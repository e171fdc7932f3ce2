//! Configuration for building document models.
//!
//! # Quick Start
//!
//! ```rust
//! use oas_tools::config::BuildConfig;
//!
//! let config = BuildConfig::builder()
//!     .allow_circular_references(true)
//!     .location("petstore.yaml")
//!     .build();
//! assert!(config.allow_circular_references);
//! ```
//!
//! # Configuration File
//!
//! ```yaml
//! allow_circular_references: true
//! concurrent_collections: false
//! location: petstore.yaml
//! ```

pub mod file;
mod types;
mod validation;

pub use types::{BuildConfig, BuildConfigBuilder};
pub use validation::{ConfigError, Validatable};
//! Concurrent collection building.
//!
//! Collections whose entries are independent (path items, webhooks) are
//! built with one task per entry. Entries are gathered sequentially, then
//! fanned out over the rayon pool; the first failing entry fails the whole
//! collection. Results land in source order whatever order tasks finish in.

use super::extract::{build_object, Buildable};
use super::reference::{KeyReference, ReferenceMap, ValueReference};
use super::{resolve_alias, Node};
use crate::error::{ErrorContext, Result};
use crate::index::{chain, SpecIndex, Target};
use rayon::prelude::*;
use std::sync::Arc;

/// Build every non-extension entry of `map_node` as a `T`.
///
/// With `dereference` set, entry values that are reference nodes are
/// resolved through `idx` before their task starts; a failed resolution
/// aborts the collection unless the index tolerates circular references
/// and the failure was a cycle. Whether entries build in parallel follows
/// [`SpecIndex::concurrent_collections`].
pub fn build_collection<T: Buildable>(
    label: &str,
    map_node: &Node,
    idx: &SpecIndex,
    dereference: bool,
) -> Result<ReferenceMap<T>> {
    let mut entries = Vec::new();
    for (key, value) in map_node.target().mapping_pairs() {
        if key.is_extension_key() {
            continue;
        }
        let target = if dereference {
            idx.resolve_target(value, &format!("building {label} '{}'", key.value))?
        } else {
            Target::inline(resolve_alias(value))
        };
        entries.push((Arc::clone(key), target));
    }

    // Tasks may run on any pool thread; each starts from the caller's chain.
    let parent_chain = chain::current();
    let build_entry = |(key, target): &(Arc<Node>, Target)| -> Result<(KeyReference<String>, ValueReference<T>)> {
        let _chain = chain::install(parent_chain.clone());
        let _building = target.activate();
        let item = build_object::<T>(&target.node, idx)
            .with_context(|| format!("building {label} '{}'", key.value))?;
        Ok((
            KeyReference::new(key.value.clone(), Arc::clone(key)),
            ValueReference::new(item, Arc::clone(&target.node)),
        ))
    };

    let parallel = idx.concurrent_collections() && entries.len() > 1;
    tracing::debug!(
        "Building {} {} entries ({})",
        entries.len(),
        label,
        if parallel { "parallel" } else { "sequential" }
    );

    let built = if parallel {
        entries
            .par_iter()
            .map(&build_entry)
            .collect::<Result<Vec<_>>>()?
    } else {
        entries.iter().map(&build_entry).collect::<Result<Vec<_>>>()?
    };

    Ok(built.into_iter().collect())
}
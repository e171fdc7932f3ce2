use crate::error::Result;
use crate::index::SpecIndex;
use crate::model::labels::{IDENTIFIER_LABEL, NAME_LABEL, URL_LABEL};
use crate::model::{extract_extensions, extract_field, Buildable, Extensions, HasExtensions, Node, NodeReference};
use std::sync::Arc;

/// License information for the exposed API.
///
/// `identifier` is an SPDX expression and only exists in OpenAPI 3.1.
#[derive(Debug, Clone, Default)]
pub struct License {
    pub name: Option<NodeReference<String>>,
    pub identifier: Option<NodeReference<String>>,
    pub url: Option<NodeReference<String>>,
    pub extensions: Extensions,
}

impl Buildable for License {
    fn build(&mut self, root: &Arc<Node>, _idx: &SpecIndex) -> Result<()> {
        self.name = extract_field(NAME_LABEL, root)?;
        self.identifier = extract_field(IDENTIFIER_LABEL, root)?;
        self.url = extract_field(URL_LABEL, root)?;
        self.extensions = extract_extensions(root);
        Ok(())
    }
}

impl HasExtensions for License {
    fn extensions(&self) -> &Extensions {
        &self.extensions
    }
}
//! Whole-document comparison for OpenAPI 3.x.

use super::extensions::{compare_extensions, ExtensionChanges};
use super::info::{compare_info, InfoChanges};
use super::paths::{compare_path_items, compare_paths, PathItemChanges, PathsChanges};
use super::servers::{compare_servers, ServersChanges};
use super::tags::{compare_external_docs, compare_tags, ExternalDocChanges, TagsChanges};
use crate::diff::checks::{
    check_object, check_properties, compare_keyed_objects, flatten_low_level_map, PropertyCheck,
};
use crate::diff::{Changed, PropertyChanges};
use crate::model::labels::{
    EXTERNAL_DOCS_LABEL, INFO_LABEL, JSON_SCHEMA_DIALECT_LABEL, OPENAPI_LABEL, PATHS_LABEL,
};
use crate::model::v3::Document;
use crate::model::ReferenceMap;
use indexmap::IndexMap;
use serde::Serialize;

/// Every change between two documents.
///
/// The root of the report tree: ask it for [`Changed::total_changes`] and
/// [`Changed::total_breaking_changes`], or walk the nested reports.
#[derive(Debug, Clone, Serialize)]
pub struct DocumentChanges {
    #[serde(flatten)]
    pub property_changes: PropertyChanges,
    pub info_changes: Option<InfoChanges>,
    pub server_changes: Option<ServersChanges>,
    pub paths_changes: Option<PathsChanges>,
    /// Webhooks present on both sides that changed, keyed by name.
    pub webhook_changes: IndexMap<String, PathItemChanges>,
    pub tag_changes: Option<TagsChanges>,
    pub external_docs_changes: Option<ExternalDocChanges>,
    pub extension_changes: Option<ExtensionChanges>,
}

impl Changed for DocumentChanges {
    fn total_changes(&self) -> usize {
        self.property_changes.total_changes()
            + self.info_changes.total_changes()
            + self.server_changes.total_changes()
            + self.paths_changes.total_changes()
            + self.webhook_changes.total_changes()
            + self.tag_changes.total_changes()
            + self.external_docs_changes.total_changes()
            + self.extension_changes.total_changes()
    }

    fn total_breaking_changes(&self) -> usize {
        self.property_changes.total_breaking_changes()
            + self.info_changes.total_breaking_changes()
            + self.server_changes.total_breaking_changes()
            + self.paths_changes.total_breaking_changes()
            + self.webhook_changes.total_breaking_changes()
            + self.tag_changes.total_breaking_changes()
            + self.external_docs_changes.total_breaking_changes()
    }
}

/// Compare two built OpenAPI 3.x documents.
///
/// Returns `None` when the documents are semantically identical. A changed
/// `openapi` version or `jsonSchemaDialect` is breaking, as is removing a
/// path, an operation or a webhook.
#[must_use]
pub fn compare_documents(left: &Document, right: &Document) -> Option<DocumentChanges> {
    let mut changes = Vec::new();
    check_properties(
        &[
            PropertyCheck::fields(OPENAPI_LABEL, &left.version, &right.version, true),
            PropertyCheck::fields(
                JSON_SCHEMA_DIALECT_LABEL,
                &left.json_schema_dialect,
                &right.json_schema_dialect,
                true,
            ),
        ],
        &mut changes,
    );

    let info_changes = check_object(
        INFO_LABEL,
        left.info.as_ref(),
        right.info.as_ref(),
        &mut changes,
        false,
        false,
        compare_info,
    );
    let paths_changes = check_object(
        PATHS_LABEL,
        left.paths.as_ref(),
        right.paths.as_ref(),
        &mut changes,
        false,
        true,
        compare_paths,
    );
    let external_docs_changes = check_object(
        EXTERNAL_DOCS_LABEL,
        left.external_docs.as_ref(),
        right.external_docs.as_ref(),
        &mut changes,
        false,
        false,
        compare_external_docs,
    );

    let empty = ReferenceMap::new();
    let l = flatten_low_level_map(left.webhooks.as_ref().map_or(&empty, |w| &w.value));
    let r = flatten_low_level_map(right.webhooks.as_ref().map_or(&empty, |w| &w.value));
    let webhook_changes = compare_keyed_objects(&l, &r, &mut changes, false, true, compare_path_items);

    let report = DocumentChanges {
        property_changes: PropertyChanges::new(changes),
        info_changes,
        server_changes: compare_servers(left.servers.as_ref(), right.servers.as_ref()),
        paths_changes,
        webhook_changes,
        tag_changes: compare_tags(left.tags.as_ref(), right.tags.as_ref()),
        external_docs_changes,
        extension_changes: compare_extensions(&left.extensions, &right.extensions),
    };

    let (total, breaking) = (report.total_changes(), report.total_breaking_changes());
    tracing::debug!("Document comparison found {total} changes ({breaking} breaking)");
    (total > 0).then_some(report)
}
--
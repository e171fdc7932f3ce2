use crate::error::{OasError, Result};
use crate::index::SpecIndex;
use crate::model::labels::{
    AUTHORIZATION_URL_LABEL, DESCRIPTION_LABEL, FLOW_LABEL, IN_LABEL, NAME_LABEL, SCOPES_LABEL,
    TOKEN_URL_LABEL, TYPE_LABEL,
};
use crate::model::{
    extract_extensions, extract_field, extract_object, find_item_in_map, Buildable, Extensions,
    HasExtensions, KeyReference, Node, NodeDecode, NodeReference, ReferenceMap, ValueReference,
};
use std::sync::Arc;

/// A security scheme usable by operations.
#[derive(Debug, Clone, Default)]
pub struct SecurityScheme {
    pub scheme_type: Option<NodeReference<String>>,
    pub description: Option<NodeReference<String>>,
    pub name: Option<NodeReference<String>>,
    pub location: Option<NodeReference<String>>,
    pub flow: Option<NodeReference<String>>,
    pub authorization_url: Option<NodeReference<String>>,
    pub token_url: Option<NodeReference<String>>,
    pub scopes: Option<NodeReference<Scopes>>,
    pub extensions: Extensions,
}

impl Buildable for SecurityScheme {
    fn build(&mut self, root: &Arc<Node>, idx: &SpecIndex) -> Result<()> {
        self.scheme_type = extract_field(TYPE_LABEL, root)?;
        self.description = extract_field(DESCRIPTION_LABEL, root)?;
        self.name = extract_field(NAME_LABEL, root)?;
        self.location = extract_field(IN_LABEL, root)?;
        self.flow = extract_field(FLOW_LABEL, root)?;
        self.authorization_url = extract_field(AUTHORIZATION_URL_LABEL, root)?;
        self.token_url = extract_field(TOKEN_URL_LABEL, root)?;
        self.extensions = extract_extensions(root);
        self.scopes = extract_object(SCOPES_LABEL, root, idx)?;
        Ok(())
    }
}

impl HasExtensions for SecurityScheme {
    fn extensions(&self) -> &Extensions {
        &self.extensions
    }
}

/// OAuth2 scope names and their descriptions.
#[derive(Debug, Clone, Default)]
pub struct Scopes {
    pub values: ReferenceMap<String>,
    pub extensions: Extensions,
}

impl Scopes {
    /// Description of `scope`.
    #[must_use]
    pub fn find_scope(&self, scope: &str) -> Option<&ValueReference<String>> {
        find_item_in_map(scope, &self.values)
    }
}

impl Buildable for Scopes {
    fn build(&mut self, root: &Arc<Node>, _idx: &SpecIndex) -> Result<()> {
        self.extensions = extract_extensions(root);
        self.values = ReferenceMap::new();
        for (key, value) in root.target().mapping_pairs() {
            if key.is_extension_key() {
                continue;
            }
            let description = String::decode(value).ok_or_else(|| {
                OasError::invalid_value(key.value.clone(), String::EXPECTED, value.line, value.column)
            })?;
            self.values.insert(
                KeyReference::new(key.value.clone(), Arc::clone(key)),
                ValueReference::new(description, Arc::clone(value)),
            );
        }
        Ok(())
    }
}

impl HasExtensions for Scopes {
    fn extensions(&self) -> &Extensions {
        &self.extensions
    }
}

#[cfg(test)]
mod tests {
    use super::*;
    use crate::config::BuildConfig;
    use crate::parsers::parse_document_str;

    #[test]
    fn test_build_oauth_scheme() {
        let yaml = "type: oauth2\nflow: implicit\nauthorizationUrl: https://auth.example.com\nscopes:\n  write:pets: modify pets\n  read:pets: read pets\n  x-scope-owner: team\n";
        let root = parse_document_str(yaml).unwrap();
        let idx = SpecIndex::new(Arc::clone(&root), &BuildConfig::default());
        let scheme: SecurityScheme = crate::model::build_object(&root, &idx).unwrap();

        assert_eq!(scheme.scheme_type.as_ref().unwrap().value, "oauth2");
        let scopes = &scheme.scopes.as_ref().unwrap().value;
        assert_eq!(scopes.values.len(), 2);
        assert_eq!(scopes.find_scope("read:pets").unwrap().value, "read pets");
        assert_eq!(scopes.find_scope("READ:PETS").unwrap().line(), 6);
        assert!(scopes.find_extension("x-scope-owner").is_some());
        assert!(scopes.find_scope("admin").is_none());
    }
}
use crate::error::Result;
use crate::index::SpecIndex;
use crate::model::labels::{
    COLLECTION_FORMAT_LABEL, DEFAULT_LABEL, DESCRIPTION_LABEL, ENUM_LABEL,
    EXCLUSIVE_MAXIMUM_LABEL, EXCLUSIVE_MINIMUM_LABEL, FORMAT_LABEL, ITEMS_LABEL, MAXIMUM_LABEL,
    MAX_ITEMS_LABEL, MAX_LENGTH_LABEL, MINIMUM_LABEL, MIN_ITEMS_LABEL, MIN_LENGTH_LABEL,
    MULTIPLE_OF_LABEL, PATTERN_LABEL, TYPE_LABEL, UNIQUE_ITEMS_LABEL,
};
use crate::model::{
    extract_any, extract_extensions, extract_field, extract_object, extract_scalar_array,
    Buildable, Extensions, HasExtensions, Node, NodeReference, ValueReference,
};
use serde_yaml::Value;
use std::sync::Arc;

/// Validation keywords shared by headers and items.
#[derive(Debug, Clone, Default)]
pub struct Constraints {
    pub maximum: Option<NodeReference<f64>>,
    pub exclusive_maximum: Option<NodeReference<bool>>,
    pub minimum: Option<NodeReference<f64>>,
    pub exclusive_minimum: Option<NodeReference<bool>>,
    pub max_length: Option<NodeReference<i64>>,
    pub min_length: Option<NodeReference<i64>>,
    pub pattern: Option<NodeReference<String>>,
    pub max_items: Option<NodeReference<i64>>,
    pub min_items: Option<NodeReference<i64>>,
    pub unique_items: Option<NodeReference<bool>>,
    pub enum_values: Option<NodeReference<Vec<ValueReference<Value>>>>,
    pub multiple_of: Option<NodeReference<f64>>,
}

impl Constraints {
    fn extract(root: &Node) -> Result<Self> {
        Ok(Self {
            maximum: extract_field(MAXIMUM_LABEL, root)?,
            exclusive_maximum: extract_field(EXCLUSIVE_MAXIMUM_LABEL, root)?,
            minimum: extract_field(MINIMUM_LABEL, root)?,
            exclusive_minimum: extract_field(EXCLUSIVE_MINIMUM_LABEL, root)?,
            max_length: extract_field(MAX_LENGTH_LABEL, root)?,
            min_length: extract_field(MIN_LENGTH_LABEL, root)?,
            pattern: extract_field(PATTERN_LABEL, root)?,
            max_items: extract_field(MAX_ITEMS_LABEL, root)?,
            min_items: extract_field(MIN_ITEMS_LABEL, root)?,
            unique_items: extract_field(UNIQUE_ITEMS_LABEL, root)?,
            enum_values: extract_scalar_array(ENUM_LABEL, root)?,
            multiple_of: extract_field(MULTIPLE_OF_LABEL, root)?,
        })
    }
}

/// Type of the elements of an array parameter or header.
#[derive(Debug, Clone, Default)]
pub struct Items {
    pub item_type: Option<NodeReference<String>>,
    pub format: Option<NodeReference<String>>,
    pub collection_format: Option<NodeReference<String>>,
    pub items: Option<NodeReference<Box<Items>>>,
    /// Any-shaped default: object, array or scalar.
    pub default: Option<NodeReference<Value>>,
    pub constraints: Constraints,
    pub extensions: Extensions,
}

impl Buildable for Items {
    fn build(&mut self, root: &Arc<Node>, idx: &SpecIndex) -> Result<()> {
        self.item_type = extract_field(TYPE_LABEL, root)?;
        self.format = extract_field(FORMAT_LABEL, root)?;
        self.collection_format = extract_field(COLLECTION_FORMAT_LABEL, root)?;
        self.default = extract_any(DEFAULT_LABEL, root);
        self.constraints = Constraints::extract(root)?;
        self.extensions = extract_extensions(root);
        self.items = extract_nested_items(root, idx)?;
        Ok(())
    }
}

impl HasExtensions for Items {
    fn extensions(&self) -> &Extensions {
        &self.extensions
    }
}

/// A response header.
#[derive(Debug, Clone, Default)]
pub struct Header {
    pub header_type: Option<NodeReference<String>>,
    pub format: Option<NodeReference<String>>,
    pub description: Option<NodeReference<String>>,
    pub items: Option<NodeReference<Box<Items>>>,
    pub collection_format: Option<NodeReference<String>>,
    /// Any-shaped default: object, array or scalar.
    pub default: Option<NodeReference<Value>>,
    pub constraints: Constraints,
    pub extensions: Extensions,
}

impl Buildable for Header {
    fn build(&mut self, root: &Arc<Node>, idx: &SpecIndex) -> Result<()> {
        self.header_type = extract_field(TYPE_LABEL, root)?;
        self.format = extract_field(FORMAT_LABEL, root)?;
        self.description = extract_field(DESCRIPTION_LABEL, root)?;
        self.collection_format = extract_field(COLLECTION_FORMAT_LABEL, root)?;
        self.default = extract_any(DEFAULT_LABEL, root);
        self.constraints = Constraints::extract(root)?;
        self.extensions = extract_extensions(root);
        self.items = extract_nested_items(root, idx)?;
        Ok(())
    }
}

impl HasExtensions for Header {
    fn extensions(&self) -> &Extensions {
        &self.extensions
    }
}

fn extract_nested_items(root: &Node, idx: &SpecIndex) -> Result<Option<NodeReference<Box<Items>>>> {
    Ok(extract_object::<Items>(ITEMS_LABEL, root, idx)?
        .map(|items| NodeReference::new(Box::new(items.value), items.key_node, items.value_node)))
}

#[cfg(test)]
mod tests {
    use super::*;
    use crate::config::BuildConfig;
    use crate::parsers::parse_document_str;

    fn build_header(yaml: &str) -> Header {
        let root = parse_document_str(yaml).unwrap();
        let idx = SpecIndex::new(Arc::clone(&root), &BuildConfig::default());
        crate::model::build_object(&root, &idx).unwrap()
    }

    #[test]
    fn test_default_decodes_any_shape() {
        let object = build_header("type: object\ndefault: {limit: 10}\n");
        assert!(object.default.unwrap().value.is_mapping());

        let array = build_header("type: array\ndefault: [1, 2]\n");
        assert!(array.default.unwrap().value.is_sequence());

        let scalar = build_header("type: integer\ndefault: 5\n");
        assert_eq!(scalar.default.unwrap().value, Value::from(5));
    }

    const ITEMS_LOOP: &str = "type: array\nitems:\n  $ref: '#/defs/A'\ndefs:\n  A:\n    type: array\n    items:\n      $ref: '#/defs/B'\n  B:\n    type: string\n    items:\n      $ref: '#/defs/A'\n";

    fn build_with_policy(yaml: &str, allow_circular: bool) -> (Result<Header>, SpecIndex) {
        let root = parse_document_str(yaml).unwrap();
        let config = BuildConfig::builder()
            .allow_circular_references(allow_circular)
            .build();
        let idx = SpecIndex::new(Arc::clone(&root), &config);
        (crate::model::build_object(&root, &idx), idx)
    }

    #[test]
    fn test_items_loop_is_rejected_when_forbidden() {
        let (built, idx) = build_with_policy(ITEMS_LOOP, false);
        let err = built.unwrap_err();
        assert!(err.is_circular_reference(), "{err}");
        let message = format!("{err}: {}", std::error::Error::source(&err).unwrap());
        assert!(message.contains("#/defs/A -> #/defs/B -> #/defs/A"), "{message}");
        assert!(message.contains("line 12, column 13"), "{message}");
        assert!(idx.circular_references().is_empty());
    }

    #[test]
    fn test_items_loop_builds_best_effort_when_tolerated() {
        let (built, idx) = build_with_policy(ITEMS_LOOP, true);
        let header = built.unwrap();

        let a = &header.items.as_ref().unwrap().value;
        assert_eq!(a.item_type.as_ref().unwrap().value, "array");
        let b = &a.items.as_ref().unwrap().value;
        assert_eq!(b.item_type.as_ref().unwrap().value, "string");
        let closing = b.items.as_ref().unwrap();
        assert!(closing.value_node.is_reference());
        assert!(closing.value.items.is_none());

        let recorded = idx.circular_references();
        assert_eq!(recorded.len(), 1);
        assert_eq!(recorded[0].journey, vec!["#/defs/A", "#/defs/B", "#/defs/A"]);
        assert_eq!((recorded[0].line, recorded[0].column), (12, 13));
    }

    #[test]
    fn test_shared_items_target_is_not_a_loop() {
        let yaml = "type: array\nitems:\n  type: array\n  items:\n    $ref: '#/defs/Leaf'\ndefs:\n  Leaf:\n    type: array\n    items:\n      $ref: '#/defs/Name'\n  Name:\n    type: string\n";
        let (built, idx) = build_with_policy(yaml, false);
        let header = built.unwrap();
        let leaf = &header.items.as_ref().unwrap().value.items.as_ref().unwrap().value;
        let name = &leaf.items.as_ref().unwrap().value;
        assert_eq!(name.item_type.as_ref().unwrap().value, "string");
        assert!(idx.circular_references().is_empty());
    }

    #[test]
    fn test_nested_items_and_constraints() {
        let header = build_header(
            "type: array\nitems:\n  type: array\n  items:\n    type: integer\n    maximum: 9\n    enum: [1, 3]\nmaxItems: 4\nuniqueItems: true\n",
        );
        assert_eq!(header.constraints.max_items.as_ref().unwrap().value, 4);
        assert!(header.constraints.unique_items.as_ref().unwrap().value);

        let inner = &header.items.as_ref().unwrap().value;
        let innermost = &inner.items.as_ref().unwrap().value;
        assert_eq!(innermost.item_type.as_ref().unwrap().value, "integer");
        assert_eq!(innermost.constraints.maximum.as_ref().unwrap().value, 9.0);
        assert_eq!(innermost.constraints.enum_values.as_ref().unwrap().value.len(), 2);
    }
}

**WORK ORDER:**
List all lines in the material containing the string "HasExtensions".

**WRITTEN RESPONSE:**
use crate::model::{extract_extensions, extract_field, Buildable, Extensions, HasExtensions, Node, NodeReference};
impl HasExtensions for License {
    HasExtensions, KeyReference, Node, NodeDecode, NodeReference, ReferenceMap, ValueReference,
impl HasExtensions for SecurityScheme {
impl HasExtensions for Scopes {
    Buildable, Extensions, HasExtensions, Node, NodeReference, ValueReference,
impl HasExtensions for Items {
impl HasExtensions for Header {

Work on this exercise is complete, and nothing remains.